お客様へのサービスの一環として、バス等による送迎を実施している旅館・ホテルは多くあります。高齢化が進んでいる現代においては、交通事故というほどではなくとも、例えばバスが急発進をしたこと等によって高齢の乗客が転倒、負傷するといった事故が多数発生しています。もし、お客様送迎中に事故が発生した場合、その責任は誰が負うことになるでしょうか。

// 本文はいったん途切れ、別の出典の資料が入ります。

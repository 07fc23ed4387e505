// Copyright 2025 John Brosnihan
//
// Licensed under the Apache License, Version 2.0 (the "License");
// you may not use this file except in compliance with the License.
// You may obtain a copy of the License at
//
//     http://www.apache.org/licenses/LICENSE-2.0
//
// Unless required by applicable law or agreed to in writing, software
// distributed under the License is distributed on an "AS IS" BASIS,
// WITHOUT WARRANTIES OR CONDITIONS OF ANY KIND, either express or implied.
// See the License for the specific language governing permissions and
// limitations under the License.
//! Initial particle state
//!
//! A [`ParticleFactory`] turns a particle count into an initial
//! [`ParticleSet`] by calling one generator per attribute with the particle's
//! index. Generators receive the factory's RNG so random and deterministic
//! layouts share one interface.
//!
//! The default layout scatters 3-D particles at rest, with masses uniform in
//! [10, 100) and positions uniform in [-1000, 1000] × [-500, 500] ×
//! [-500, 500].

use crate::error::{Error, Result};
use crate::particle::{Particle, ParticleSet};
use rand::{rng, rngs::StdRng, Rng, SeedableRng};

/// Per-index generator for one attribute
pub type Generator<T> = Box<dyn FnMut(usize, &mut StdRng) -> T + Send>;

/// Builds the engine's initial particles
pub struct ParticleFactory {
    rng: StdRng,
    mass: Generator<f64>,
    position: Generator<Vec<f64>>,
    velocity: Generator<Vec<f64>>,
}

impl ParticleFactory {
    /// Create a factory with the default random layout
    ///
    /// `seed` makes the layout reproducible; `None` seeds from entropy.
    pub fn new(seed: Option<u64>) -> Self {
        let rng: StdRng = match seed {
            Some(s) => SeedableRng::seed_from_u64(s),
            None => SeedableRng::seed_from_u64(rng().random()),
        };

        ParticleFactory {
            rng,
            mass: Box::new(|_: usize, rng: &mut StdRng| rng.random_range(10.0..100.0)),
            position: Box::new(|_: usize, rng: &mut StdRng| {
                vec![
                    rng.random_range(-1000.0..1000.0),
                    rng.random_range(-500.0..500.0),
                    rng.random_range(-500.0..500.0),
                ]
            }),
            velocity: Box::new(|_: usize, _: &mut StdRng| vec![0.0, 0.0, 0.0]),
        }
    }

    /// Replace the mass generator
    pub fn with_mass<F>(mut self, generator: F) -> Self
    where
        F: FnMut(usize, &mut StdRng) -> f64 + Send + 'static,
    {
        self.mass = Box::new(generator);
        self
    }

    /// Replace the position generator
    pub fn with_position<F>(mut self, generator: F) -> Self
    where
        F: FnMut(usize, &mut StdRng) -> Vec<f64> + Send + 'static,
    {
        self.position = Box::new(generator);
        self
    }

    /// Replace the velocity generator
    pub fn with_velocity<F>(mut self, generator: F) -> Self
    where
        F: FnMut(usize, &mut StdRng) -> Vec<f64> + Send + 'static,
    {
        self.velocity = Box::new(generator);
        self
    }

    /// Create `count` particles
    ///
    /// # Errors
    ///
    /// Returns `InvalidConfig` for a zero count, or the particle
    /// constructor's error for a generated state that violates its
    /// invariants.
    pub fn build(&mut self, count: usize) -> Result<ParticleSet> {
        if count == 0 {
            return Err(Error::InvalidConfig(
                "particle count must be > 0".to_string(),
            ));
        }

        let mut particles = ParticleSet::with_capacity(count);
        for i in 0..count {
            let mass = (self.mass)(i, &mut self.rng);
            let position = (self.position)(i, &mut self.rng);
            let velocity = (self.velocity)(i, &mut self.rng);
            particles.insert(Particle::new(mass, position, velocity)?);
        }
        Ok(particles)
    }
}

impl Default for ParticleFactory {
    fn default() -> Self {
        Self::new(None)
    }
}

 バスが急発進をしたこと等により乗客の転倒事故が起きた場合、当該バスの運転手の過失に基づく運転行為によって乗客が損害を被ったことになり、直接の「加害者」であるバス運転手が損害賠償責任を負うことになると考えられます(民法709条)。また、民法は、「ある事業のために他人を使用する者は、被用者がその事業の執行について第三者に加えた損害を賠償する責任を負う。」とも規定しており、直接の不法行為をした者の使用者責任を定めています(民法715条1項)。そのため、運転手を雇用している者が、使用者として損害賠償責任を負う可能性があります。旅館・ホテルが直接バスを運行しているのであればそのバスが事故を起こした場合は旅館・ホテルが、外部のバス会社に送迎業務を委託している場合はそのバス会社が責任を負う損害賠償責任を負う可能性がある、ということになります。

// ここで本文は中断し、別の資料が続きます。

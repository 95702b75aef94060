use std::fs::File;
use std::io::BufReader;
use std::path::{Path, PathBuf};
use std::sync::Arc;

use chrono::FixedOffset;
use serde::Deserialize;
use tracing::info;

use crate::astronomy::equinox::JST_OFFSET_SECONDS;
use crate::data::rules::{builtin_rule_set, builtin_special_holidays};
use crate::loader::loadererror::LoaderError;
use crate::loader::ruleloader::{rule_set_from_json, special_holidays_from_json};
use crate::loader::syukujitsucsv::parse_syukujitsu_csv;
use crate::time::calendar::calendarerror::CalendarError;
use crate::time::calendar::holidaycalculator::HolidayCalculator;
use crate::time::calendar::japancalendar::{Coverage, JapanHolidayCalendar};
use crate::time::calendar::statictable::StaticHolidayTable;

fn default_time_zone_offset_seconds() -> i32 {
    JST_OFFSET_SECONDS
}

/// Data sources and options of the lookup engine. Every field is optional
/// in JSON; an absent field falls back to the embedded data.
#[derive(Clone, Debug, PartialEq, Deserialize)]
#[serde(deny_unknown_fields)]
pub struct Configuration {
    /// Offset east of UTC at which equinox days are observed.
    #[serde(default = "default_time_zone_offset_seconds")]
    pub time_zone_offset_seconds: i32,
    #[serde(default)]
    pub coverage: Coverage,
    /// UTF-8 `syukujitsu.csv` replacing the embedded table.
    #[serde(default)]
    pub static_table_csv: Option<PathBuf>,
    #[serde(default)]
    pub rule_generations: Option<Vec<serde_json::Value>>,
    #[serde(default)]
    pub special_holidays: Option<Vec<serde_json::Value>>
}

impl Default for Configuration {
    fn default() -> Configuration {
        Configuration {
            time_zone_offset_seconds: default_time_zone_offset_seconds(),
            coverage: Coverage::default(),
            static_table_csv: None,
            rule_generations: None,
            special_holidays: None
        }
    }
}

impl Configuration {
    pub fn from_reader<P: AsRef<Path>>(file_path: P) -> Result<Configuration, LoaderError> {
        let file = File::open(file_path)?;
        let reader = BufReader::new(file);
        let configuration: Configuration = serde_json::from_reader(reader)?;
        Ok(configuration)
    }

    pub fn time_zone(&self) -> Result<FixedOffset, CalendarError> {
        FixedOffset::east_opt(self.time_zone_offset_seconds)
            .ok_or(CalendarError::InvalidTimeZoneOffset(self.time_zone_offset_seconds))
    }

    fn static_table(&self) -> Result<Arc<StaticHolidayTable>, LoaderError> {
        match &self.static_table_csv {
            Some(path) => {
                let reader = BufReader::new(File::open(path)?);
                let holidays = parse_syukujitsu_csv(reader)?;
                info!(path = %path.display(), rows = holidays.len(), "loaded static holiday table");
                Ok(Arc::new(StaticHolidayTable::new(holidays)?))
            }
            None => Ok(StaticHolidayTable::builtin())
        }
    }

    fn calculator(&self) -> Result<Arc<HolidayCalculator>, LoaderError> {
        let tz = self.time_zone()?;
        if tz.local_minus_utc() == JST_OFFSET_SECONDS
            && self.rule_generations.is_none()
            && self.special_holidays.is_none() {
            return Ok(HolidayCalculator::builtin());
        }

        let rules = match &self.rule_generations {
            Some(json_vec) => rule_set_from_json(json_vec.clone())?,
            None => builtin_rule_set().clone()
        };
        let special_holidays = match &self.special_holidays {
            Some(json_vec) => special_holidays_from_json(json_vec.clone())?,
            None => builtin_special_holidays().clone()
        };
        Ok(Arc::new(HolidayCalculator::new(rules, special_holidays, tz)))
    }

    /// Validates every source and assembles the lookup engine.
    pub fn build_calendar(&self) -> Result<JapanHolidayCalendar, LoaderError> {
        let table = self.static_table()?;
        let calculator = self.calculator()?;
        info!(
            table = %table.stats(),
            generations = calculator.rules().generations().len(),
            special_holidays = calculator.special_holidays().len(),
            coverage = ?self.coverage,
            "holiday calendar ready"
        );
        Ok(JapanHolidayCalendar::new(table, calculator, self.coverage))
    }
}
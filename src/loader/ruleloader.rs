//! JSON representation of rule generations and special holidays.
//!
//! ```json
//! {
//!   "effective_from_year": 2022,
//!   "recurring_holidays": [
//!     { "holiday_type": "FixedDate", "month": 1, "day": 1, "name": "元日" },
//!     { "holiday_type": "NthWeekday", "month": 1, "n": 2, "weekday": "Mon", "name": "成人の日" }
//!   ]
//! }
//! ```

use chrono::Weekday;
use serde::Deserialize;

use crate::holiday::Holiday;
use crate::loader::loadererror::{parse_json_value, LoaderError};
use crate::time::calendar::calendarerror::CalendarError;
use crate::time::calendar::specialholidays::SpecialHolidayTable;
use crate::time::recurringholiday::fixeddateholiday::FixedDateHoliday;
use crate::time::recurringholiday::nthweekdayholiday::NthWeekdayHoliday;
use crate::time::recurringholiday::rulegeneration::{RuleGeneration, RuleSet};

#[derive(Deserialize)]
struct FixedDateHolidayJsonProp {
    month: u32,
    day: u32,
    name: String
}

fn fixed_date_holiday_from_json(json: serde_json::Value) -> Result<FixedDateHoliday, LoaderError> {
    let json_prop: FixedDateHolidayJsonProp = parse_json_value(json)?;
    let holiday = FixedDateHoliday::new(json_prop.month, json_prop.day, json_prop.name.as_str())
        .ok_or_else(|| {
            CalendarError::InvalidRule(format!("{}: no day {}/{}", json_prop.name, json_prop.month, json_prop.day))
        })?;
    Ok(holiday)
}

#[derive(Deserialize)]
struct NthWeekdayHolidayJsonProp {
    month: u32,
    n: u8,
    weekday: Weekday,
    name: String
}

fn nth_weekday_from_json(json: serde_json::Value) -> Result<NthWeekdayHoliday, LoaderError> {
    let json_prop: NthWeekdayHolidayJsonProp = parse_json_value(json)?;
    let holiday = NthWeekdayHoliday::new(json_prop.month, json_prop.n, json_prop.weekday, json_prop.name.as_str())
        .ok_or_else(|| {
            CalendarError::InvalidRule(format!(
                "{}: occurrence {} of {} in month {}",
                json_prop.name, json_prop.n, json_prop.weekday, json_prop.month
            ))
        })?;
    Ok(holiday)
}

#[derive(Deserialize)]
enum HolidayType {
    FixedDate,
    NthWeekday
}

#[derive(Deserialize)]
struct HolidayTypedObject {
    holiday_type: HolidayType
}

#[derive(Deserialize)]
struct RuleGenerationJsonProp {
    effective_from_year: i32,
    recurring_holidays: Vec<serde_json::Value>
}

pub fn rule_generation_from_json(json: serde_json::Value) -> Result<RuleGeneration, LoaderError> {
    let json_prop: RuleGenerationJsonProp = parse_json_value(json)?;
    let mut fixed_date_holidays = Vec::new();
    let mut nth_weekday_holidays = Vec::new();
    for holiday_json in json_prop.recurring_holidays {
        let typed: HolidayTypedObject = parse_json_value(holiday_json.clone())?;
        match typed.holiday_type {
            HolidayType::FixedDate => fixed_date_holidays.push(fixed_date_holiday_from_json(holiday_json)?),
            HolidayType::NthWeekday => nth_weekday_holidays.push(nth_weekday_from_json(holiday_json)?)
        }
    }
    Ok(RuleGeneration::new(json_prop.effective_from_year, fixed_date_holidays, nth_weekday_holidays))
}

pub fn rule_set_from_json(json_vec: Vec<serde_json::Value>) -> Result<RuleSet, LoaderError> {
    let generations = json_vec
        .into_iter()
        .map(rule_generation_from_json)
        .collect::<Result<Vec<_>, _>>()?;
    Ok(RuleSet::new(generations)?)
}

/// Entries are `{"date": "YYYY-MM-DD", "name": ...}`.
pub fn special_holidays_from_json(json_vec: Vec<serde_json::Value>) -> Result<SpecialHolidayTable, LoaderError> {
    let holidays = json_vec
        .into_iter()
        .map(parse_json_value::<Holiday>)
        .collect::<Result<Vec<_>, _>>()?;
    Ok(SpecialHolidayTable::new(holidays)?)
}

 では、外部の会社に委託していれば旅館・ホテルは事故の責任を免れるのでしょうか。使用者責任は、雇用等の契約関係にかかわらず、加害者に対して実質的な指揮監督関係がある者に対する責任を定めています。そのため、バス会社に送迎業務を委託していたとしても、旅館・ホテルが運転手に対して実質的な指揮監督をしていた等の事情が存在すれば、旅館・ホテルは使用者責任を負う可能性があります。また、例えば送迎バスに旅館・ホテルの名称等が付されている等の事情があれば、外形的に当該送迎バスの運行は旅館・ホテルの業務そのものであるものと判断され、旅館・ホテルが責任を負う可能性はより高くなるものと考えられます。

 このほか、自動車損害賠償保障法3条が、「自己のために自動車を運行の用に供する者は、その運行によって他人の生命又は身体を害したときは、これによって生じた損害を賠償する責に任ずる。」と規定し、運行供用者に対する責任を定めています。運行供用者とは、自動車を実際に運転していた者のみならず、自動車の運転や走行をコントロールできる立場にある者等が含まれると考えられています。そのため、送迎バスを旅館・ホテルが所有し、管理していた等の事情が認められれば、旅館・ホテルが損害賠償責任を追及される可能性が生じます。

 以上のように、送迎中の事故について旅館・ホテルが責任を負うかは、送迎バスの運行に対する関与の度合いや、車体の所有状況、バスの運営主体等によって異なってきます。もっとも、旅館・ホテルは自社のサービスの一環としてバスの運行を行うことが多く、たとえ第三者に運行を委託していたとしても法的責任を免れる可能性は低いと考えられます。

 事故を起こさないための従業員教育はもちろん、事故に対する損害賠償リスクが存在することを念頭に置いた保険の見直しや委託業者との契約関係の確認等をしておくことをお勧めします。